# What you will do
For each line of the listing that includes the word "filename", show the whole line.

# Dataset records
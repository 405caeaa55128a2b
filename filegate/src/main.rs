mod cli;
mod commands;

use anyhow::Result;
use clap::Parser;
use cli::{Cli, Commands};
use std::process::ExitCode;

fn main() -> Result<ExitCode> {
    filegate_core::config::load_dotenv();
    filegate_core::observability::init_tracing();
    let cli = Cli::parse();

    if let Commands::CheckName { names } = &cli.command {
        return Ok(exit_code(commands::check_names(names)));
    }

    let gate = commands::build_gate(&cli)?;
    let ok = match &cli.command {
        Commands::Resolve { path } => commands::resolve(&gate, path),
        Commands::CheckName { names } => commands::check_names(names),
        Commands::Detect { path, json } => commands::detect(&gate, path, *json)?,
        Commands::Screen {
            paths,
            screen,
            allow_types,
            cache,
            json,
            compact,
        } => commands::screen(&gate, paths, screen, allow_types, *cache, *json, *compact)?,
        Commands::Report { paths, screen, json } => commands::report(&gate, paths, screen, *json)?,
        Commands::Signatures { json } => commands::signatures(&gate, *json)?,
    };
    Ok(exit_code(ok))
}

fn exit_code(ok: bool) -> ExitCode {
    if ok {
        ExitCode::SUCCESS
    } else {
        ExitCode::FAILURE
    }
}
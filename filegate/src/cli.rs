use clap::{Args, Parser, Subcommand};
use std::path::PathBuf;

/// FileGate - path containment and content screening for file servers
#[derive(Parser, Debug)]
#[command(name = "filegate")]
#[command(author, version, about, long_about = None)]
pub struct Cli {
    /// Allowed root directory (repeatable; default: FILEGATE_ALLOWED_ROOTS or cwd)
    #[arg(long = "root", value_name = "DIR", global = true)]
    pub roots: Vec<PathBuf>,

    /// Base directory for relative paths (default: FILEGATE_BASE_DIR or cwd)
    #[arg(long, value_name = "DIR", global = true)]
    pub base: Option<PathBuf>,

    /// YAML file with custom type signatures
    #[arg(long, value_name = "FILE", global = true)]
    pub signatures: Option<PathBuf>,

    #[command(subcommand)]
    pub command: Commands,
}

#[derive(Args, Debug, Clone, Default)]
pub struct ScreenArgs {
    /// Fail on any issue, including warnings and unknown content
    #[arg(long, default_value = "false")]
    pub strict: bool,

    /// Skip the declared-vs-detected extension check
    #[arg(long, default_value = "false")]
    pub no_mismatch: bool,

    /// Skip the executable-content check
    #[arg(long, default_value = "false")]
    pub no_executable: bool,

    /// Skip filename pattern checks
    #[arg(long, default_value = "false")]
    pub no_patterns: bool,
}

#[derive(Subcommand, Debug)]
pub enum Commands {
    /// Resolve a requested path inside the allowed roots
    Resolve {
        #[arg(value_name = "PATH")]
        path: String,
    },

    /// Check file names or paths against the sensitive-name policy
    CheckName {
        #[arg(value_name = "NAME", required = true)]
        names: Vec<String>,
    },

    /// Detect a file's type from its content
    Detect {
        #[arg(value_name = "PATH")]
        path: String,

        /// Output results as structured JSON
        #[arg(long, default_value = "false")]
        json: bool,
    },

    /// Screen files for disguised executables and spoofed names
    Screen {
        #[arg(value_name = "PATH", required = true)]
        paths: Vec<String>,

        #[command(flatten)]
        screen: ScreenArgs,

        /// Only accept these type tags or extensions (repeatable)
        #[arg(long = "allow-type", value_name = "TYPE")]
        allow_types: Vec<String>,

        /// Reuse detection results cached under FILEGATE_CACHE_DIR
        #[arg(long, default_value = "false")]
        cache: bool,

        /// Output results as structured JSON
        #[arg(long, default_value = "false")]
        json: bool,

        /// One line per file
        #[arg(long, default_value = "false")]
        compact: bool,
    },

    /// Screen files and print an aggregate report
    Report {
        #[arg(value_name = "PATH", required = true)]
        paths: Vec<String>,

        #[command(flatten)]
        screen: ScreenArgs,

        /// Output the report as structured JSON
        #[arg(long, default_value = "false")]
        json: bool,
    },

    /// List registered type signatures in match order
    Signatures {
        /// Output as structured JSON
        #[arg(long, default_value = "false")]
        json: bool,
    },
}
//! Content-based file type detection.
//!
//! `SignatureClassifier` reads a bounded prefix of a file, matches it against
//! the ordered [`SignatureRegistry`], falls back to text heuristics, and
//! compares the result with the extension the file name declares.

use std::fs::File;
use std::io::{self, Read};
use std::path::Path;

use anyhow::Context;
use filegate_core::{GateError, ResolvedPath, Result};

use crate::heuristics;
use crate::signature_file::SignatureFile;
use crate::signatures::{unknown_signature, SignatureRegistry, UNKNOWN_TYPE};
use crate::types::{DetectionResult, FileCategory, TypeSignature};

/// Minimum number of bytes sampled from each file.
pub const DEFAULT_SAMPLE_LEN: usize = 8192;

/// Extension the file name claims, lowercased and without the dot.
///
/// Trailing dots and spaces are ignored (Windows strips them) and purely
/// numeric version suffixes are skipped, so `libfoo.so.1.2` declares `so`.
/// Dotfiles such as `.bashrc` declare nothing.
pub fn declared_extension(file_name: &str) -> Option<String> {
    let name = file_name
        .rsplit(|c: char| c == '/' || c == '\\')
        .next()
        .unwrap_or(file_name)
        .trim_end_matches(|c: char| c == '.' || c == ' ');
    let name = name.strip_prefix('.').unwrap_or(name);
    // The first segment is the stem and never counts.
    name.split('.')
        .skip(1)
        .collect::<Vec<_>>()
        .into_iter()
        .rev()
        .find(|s| !s.is_empty() && !s.bytes().all(|b| b.is_ascii_digit()))
        .map(str::to_lowercase)
}

#[derive(Debug, Clone, Default)]
pub struct SignatureClassifier {
    registry: SignatureRegistry,
}

impl SignatureClassifier {
    /// Classifier over the built-in catalogue.
    pub fn new() -> Self {
        Self::default()
    }

    pub fn with_registry(registry: SignatureRegistry) -> Self {
        Self { registry }
    }

    pub fn registry(&self) -> &SignatureRegistry {
        &self.registry
    }

    /// Register a custom signature at the end of the registry.
    pub fn add_signature(&mut self, sig: TypeSignature) -> Result<()> {
        let tag = sig.type_tag.clone();
        self.registry.register(sig)?;
        tracing::debug!(type_tag = %tag, "registered signature");
        Ok(())
    }

    /// Register a custom signature ahead of `anchor`.
    pub fn add_signature_before(&mut self, anchor: &str, sig: TypeSignature) -> Result<()> {
        let tag = sig.type_tag.clone();
        self.registry.register_before(anchor, sig)?;
        tracing::debug!(type_tag = %tag, anchor, "registered signature");
        Ok(())
    }

    /// Load and register every entry of a YAML signature file.
    pub fn load_signature_file(&mut self, path: &Path) -> anyhow::Result<usize> {
        let file = SignatureFile::load_from_file(path)?;
        file.apply(self)
            .with_context(|| format!("Invalid signature in {}", path.display()))
    }

    /// Bytes sampled per file: enough for every registered pattern.
    pub fn sample_len(&self) -> usize {
        self.registry.longest_pattern().max(DEFAULT_SAMPLE_LEN)
    }

    /// Type of `bytes`; the `UNKNOWN` sentinel when nothing matches.
    pub fn detect_type(&self, bytes: &[u8]) -> &TypeSignature {
        let (bytes, truncated) = self.window(bytes);
        self.classify(bytes, truncated).0
    }

    /// Full detection over in-memory content.
    pub fn analyze_bytes(&self, file_name: &str, bytes: &[u8]) -> DetectionResult {
        let (bytes, truncated) = self.window(bytes);
        let (sig, confidence) = self.classify(bytes, truncated);
        self.build_result(file_name, sig, confidence)
    }

    /// Detection over the first [`sample_len`](Self::sample_len) bytes of `reader`.
    pub fn analyze_reader<R: Read>(&self, file_name: &str, reader: R) -> io::Result<DetectionResult> {
        let limit = self.sample_len();
        let mut sample = Vec::with_capacity(limit + 1);
        // One byte past the window tells us whether the file was truncated.
        reader.take(limit as u64 + 1).read_to_end(&mut sample)?;
        Ok(self.analyze_bytes(file_name, &sample))
    }

    /// Detection for a path that has not been through containment.
    pub fn analyze_path(&self, path: &Path) -> Result<DetectionResult> {
        let file = File::open(path)
            .map_err(|e| GateError::io(format!("cannot open {}: {}", path.display(), e)))?;
        let name = file_name_of(path);
        self.analyze_reader(&name, file)
            .map_err(|e| GateError::io(format!("cannot read {}: {}", path.display(), e)))
    }

    /// Detection for a contained path. The file is opened without
    /// following a swapped-in symlink.
    pub fn analyze_file(&self, path: &ResolvedPath) -> Result<DetectionResult> {
        let file = path.open_read()?;
        self.analyze_opened(path, file)
    }

    /// Detection over a handle obtained from [`ResolvedPath::open_read`].
    pub fn analyze_opened(&self, path: &ResolvedPath, file: File) -> Result<DetectionResult> {
        let name = file_name_of(path.as_path());
        self.analyze_reader(&name, file)
            .map_err(|e| GateError::io(format!("cannot read {}: {}", path, e)))
    }

    fn window<'a>(&self, bytes: &'a [u8]) -> (&'a [u8], bool) {
        let limit = self.sample_len();
        if bytes.len() > limit {
            (&bytes[..limit], true)
        } else {
            (bytes, false)
        }
    }

    fn classify(&self, bytes: &[u8], truncated: bool) -> (&TypeSignature, f32) {
        if let Some(sig) = self.registry.match_magic(bytes) {
            return (sig, magic_confidence(sig));
        }
        if let Some((tag, confidence)) = heuristics::detect(bytes, truncated) {
            if let Some(sig) = self.registry.get(tag) {
                return (sig, confidence);
            }
        }
        (unknown_signature(), 0.0)
    }

    fn build_result(&self, file_name: &str, sig: &TypeSignature, confidence: f32) -> DetectionResult {
        let declared = declared_extension(file_name);
        let extension_match = declared
            .as_deref()
            .map_or(true, |ext| self.extension_matches(sig, ext));

        let mut warnings = Vec::new();
        if let (false, Some(ext)) = (extension_match, declared.as_deref()) {
            warnings.push(self.mismatch_warning(sig, ext));
        }
        if sig.type_tag == UNKNOWN_TYPE {
            warnings.push("Content type could not be determined".to_string());
        }

        DetectionResult {
            detected_type: sig.type_tag.clone(),
            mime: sig.mime.clone(),
            category: sig.category,
            is_executable: sig.is_executable,
            declared_extension: declared,
            extension_match,
            confidence,
            warnings,
        }
    }

    fn extension_matches(&self, sig: &TypeSignature, ext: &str) -> bool {
        if sig.type_tag == UNKNOWN_TYPE || sig.extensions.is_empty() || sig.has_extension(ext) {
            return true;
        }
        // Text saved under another text or script extension, or one script
        // language under another's extension, is not a disguise.
        match self.registry.lookup_extension(ext).map(|d| d.category) {
            Some(declared) => match sig.category {
                FileCategory::Text => declared.accepts_plain_text(),
                FileCategory::Script => declared == FileCategory::Script,
                _ => false,
            },
            None => false,
        }
    }

    fn mismatch_warning(&self, sig: &TypeSignature, ext: &str) -> String {
        let declared_category = self.registry.lookup_extension(ext).map(|d| d.category);
        if sig.is_executable && declared_category.is_some_and(FileCategory::is_conventionally_safe) {
            format!(
                "CRITICAL: executable content ({}) disguised as .{} file",
                sig.type_tag, ext
            )
        } else if sig.is_executable {
            format!(
                "WARNING: executable content ({}) declared as .{}",
                sig.type_tag, ext
            )
        } else {
            format!(
                "Extension mismatch: .{} but content is {} ({})",
                ext, sig.type_tag, sig.description
            )
        }
    }
}

fn magic_confidence(sig: &TypeSignature) -> f32 {
    if sig.is_executable {
        return 0.95;
    }
    let longest = sig.patterns.iter().map(|p| p.concrete_len()).max().unwrap_or(0);
    if longest >= 4 || !sig.content_markers.is_empty() {
        0.9
    } else {
        0.8
    }
}

fn file_name_of(path: &Path) -> String {
    path.file_name()
        .map(|n| n.to_string_lossy().into_owned())
        .unwrap_or_default()
}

# Solution to this exercise
filename filegate/src/main.rs
filename filegate/src/cli.rs
    /// Skip filename pattern checks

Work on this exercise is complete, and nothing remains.